#### WHAT YOU WILL DO:
Among the entries that follow, find the lines holding "carol" and say how many there are, with no other words.

#### SUPPLIED MATERIAL:

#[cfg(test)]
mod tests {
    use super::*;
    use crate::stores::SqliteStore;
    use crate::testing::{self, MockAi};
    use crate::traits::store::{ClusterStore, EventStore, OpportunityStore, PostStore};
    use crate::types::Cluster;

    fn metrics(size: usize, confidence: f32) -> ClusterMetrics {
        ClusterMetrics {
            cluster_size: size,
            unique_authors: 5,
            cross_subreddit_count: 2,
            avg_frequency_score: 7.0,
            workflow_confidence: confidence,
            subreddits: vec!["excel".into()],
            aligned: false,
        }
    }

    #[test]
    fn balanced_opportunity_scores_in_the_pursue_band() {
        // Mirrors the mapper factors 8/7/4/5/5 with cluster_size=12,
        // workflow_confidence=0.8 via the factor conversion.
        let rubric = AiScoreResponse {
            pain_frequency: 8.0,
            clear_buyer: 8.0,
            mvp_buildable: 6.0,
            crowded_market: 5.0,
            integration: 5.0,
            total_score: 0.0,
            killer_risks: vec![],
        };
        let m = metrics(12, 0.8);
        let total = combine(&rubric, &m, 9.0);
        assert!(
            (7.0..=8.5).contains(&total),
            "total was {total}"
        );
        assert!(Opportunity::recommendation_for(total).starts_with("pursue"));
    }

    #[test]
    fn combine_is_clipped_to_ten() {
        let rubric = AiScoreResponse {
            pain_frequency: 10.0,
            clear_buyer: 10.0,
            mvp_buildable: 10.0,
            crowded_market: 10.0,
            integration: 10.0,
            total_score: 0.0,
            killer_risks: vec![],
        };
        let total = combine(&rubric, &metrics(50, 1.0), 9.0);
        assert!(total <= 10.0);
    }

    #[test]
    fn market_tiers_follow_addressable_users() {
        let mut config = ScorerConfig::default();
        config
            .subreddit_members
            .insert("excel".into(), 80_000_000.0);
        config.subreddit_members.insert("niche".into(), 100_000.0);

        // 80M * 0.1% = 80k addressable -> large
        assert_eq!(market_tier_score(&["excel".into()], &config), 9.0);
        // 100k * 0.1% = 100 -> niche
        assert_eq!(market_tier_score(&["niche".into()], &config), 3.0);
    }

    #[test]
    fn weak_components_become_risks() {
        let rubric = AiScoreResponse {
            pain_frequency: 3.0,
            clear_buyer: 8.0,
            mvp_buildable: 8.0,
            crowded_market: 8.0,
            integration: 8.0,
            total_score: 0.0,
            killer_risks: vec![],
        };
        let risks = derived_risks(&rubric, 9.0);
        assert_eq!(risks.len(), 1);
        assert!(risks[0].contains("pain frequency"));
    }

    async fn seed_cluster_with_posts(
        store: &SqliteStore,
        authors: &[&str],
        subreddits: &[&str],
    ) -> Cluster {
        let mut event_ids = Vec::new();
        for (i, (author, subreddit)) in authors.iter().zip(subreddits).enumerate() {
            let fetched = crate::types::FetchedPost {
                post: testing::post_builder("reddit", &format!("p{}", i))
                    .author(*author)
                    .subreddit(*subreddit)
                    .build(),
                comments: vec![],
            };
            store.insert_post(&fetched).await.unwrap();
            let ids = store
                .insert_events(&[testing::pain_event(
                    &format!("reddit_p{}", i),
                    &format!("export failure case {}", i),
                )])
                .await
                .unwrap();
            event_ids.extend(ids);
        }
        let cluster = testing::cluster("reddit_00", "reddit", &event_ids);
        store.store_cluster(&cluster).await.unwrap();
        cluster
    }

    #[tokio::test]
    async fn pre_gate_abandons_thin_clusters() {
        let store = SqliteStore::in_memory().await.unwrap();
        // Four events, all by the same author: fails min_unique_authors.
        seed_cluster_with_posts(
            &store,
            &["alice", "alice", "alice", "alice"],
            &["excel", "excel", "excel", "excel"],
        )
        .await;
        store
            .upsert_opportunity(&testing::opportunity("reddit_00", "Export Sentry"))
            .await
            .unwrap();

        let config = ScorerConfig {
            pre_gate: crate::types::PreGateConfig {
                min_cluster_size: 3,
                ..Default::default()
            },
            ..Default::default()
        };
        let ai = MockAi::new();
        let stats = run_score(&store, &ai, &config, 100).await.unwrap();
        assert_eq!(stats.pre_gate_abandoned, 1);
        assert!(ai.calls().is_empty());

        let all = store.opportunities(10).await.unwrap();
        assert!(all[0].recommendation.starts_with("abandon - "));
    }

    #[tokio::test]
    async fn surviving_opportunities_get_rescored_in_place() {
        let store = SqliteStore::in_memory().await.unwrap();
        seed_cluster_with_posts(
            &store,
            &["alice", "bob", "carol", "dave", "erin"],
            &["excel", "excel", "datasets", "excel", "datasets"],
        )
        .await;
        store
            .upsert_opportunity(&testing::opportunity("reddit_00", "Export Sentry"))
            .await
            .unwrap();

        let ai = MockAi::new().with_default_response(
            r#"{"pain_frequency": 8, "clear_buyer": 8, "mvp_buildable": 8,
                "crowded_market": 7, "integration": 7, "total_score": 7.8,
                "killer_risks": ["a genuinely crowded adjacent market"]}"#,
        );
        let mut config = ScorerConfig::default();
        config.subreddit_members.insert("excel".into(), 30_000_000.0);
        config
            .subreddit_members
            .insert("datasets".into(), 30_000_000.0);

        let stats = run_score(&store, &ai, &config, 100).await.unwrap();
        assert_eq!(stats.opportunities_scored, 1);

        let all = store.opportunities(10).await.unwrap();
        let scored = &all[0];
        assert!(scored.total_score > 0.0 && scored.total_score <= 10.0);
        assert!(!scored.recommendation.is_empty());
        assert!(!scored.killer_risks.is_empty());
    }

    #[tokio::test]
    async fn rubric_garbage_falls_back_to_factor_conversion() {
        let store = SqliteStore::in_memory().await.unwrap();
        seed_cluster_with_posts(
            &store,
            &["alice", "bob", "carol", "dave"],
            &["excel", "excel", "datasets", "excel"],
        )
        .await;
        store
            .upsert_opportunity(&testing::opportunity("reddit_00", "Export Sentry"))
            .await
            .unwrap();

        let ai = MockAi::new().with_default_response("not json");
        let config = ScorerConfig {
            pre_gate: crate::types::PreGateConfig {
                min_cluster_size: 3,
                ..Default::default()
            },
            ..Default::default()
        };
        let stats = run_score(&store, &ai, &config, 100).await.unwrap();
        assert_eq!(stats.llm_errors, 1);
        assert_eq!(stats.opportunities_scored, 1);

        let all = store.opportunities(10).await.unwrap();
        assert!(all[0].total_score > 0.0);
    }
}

#### ANSWER TO THIS TASK:
2